I have some code that looks like this right now.

failed_player_ids: Set[str] = set()
for player_id in player_ids:
    success = player_api.send_results(
        player_id, user=user, send_health_results=True
    )
    if not success:
        failed_player_ids.add(player_id)

This code works well but the problem is this is taking 5 seconds per call. There is a rate limit of 2000 calls per minute so i am way under the max capacity. I want to parallelize this to speed things up.

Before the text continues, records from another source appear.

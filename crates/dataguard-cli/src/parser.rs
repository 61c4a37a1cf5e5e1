use std::fs;
use std::path::Path;

use dataguard_core::Rule;
use serde::Deserialize;

use crate::errors::ConfigError;

/// Top-level TOML document: one dataset, its schema, and the rules to run
/// against it.
#[derive(Debug, Deserialize)]
pub struct Config {
    pub table: Table,
}

#[derive(Debug, Deserialize)]
pub struct Table {
    pub name: String,
    pub path: String,
    pub column: Vec<ColumnSpec>,
    /// Deserializes straight into `dataguard_core::Rule` — the CLI's rule
    /// config *is* the library's `Rule`/`Constraint` shape, tagged by
    /// `type` (see `dataguard_core::Constraint`'s `#[serde(tag = "type")]`).
    #[serde(default)]
    pub rule: Vec<Rule>,
}

#[derive(Debug, Deserialize)]
pub struct ColumnSpec {
    pub name: String,
    pub datatype: String,
}

pub fn parse_config(path: impl AsRef<Path>) -> Result<Config, ConfigError> {
    let path = path.as_ref();
    let contents = fs::read_to_string(path).map_err(|source| ConfigError::Read {
        path: path.display().to_string(),
        source,
    })?;
    toml::from_str(&contents).map_err(|source| ConfigError::Parse {
        path: path.display().to_string(),
        source,
    })
}

#[cfg(test)]
mod tests {
    use super::*;
    use std::io::Write;
    use tempfile::NamedTempFile;

    fn write_config(contents: &str) -> NamedTempFile {
        let mut file = NamedTempFile::new().unwrap();
        file.write_all(contents.as_bytes()).unwrap();
        file
    }

    #[test]
    fn parses_schema_and_rules() {
        let file = write_config(
            r#"
            [table]
            name = "people"
            path = "people.csv"

            [[table.column]]
            name = "id"
            datatype = "integer"

            [[table.column]]
            name = "name"
            datatype = "string"

            [[table.rule]]
            column_name = "id"
            type = "not_null"

            [[table.rule]]
            column_name = "name"
            type = "length_between"
            min = 1
            max = 50
            "#,
        );
        let config = parse_config(file.path()).unwrap();
        assert_eq!(config.table.name, "people");
        assert_eq!(config.table.column.len(), 2);
        assert_eq!(config.table.rule.len(), 2);
    }

    #[test]
    fn rejects_malformed_toml() {
        let file = write_config("not valid toml {{{");
        let err = parse_config(file.path()).unwrap_err();
        assert!(matches!(err, ConfigError::Parse { .. }));
    }

    #[test]
    fn reports_missing_file() {
        let err = parse_config("/does/not/exist.toml").unwrap_err();
        assert!(matches!(err, ConfigError::Read { .. }));
    }
}
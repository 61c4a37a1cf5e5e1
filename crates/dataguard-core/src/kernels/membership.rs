//! `is_in` membership kernels.
//!
//! Uses plain IEEE equality for the numeric variant, not the NaN-canonicalized
//! equality [`super::generic::count_unique_and_duplicates`] relies on: a NaN
//! value never matches anything, including another NaN in the member list,
//! matching `f64`'s own `PartialEq`.

use std::collections::HashSet;

use crate::utils::hasher::Xxh3Builder;

use super::TernarySeq;

pub fn is_in_integer(values: &[Option<i64>], members: &[i64]) -> TernarySeq {
    let set: HashSet<i64, Xxh3Builder> = members.iter().copied().collect();
    TernarySeq(values.iter().map(|v| v.map(|v| set.contains(&v))).collect())
}

pub fn is_in_floating(values: &[Option<f64>], members: &[f64]) -> TernarySeq {
    let bits: HashSet<u64, Xxh3Builder> =
        members.iter().filter(|m| !m.is_nan()).map(|m| m.to_bits()).collect();
    TernarySeq(
        values
            .iter()
            .map(|v| v.map(|v| !v.is_nan() && bits.contains(&v.to_bits())))
            .collect(),
    )
}

pub fn is_in_string(values: &[Option<&str>], members: &[&str]) -> TernarySeq {
    let set: HashSet<&str, Xxh3Builder> = members.iter().copied().collect();
    TernarySeq(values.iter().map(|v| v.map(|v| set.contains(v))).collect())
}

This is my first time using multiprocessing library in python and hence I am a little confused as to how i should proceed. I can describe what i want to do in words.

In my current code i am loop through list of player_id and if api response is success I do nothing and if it failed i make note of that player id.

I am not sure how to implement paralleled version of this code. I have some idea but i am a little confused.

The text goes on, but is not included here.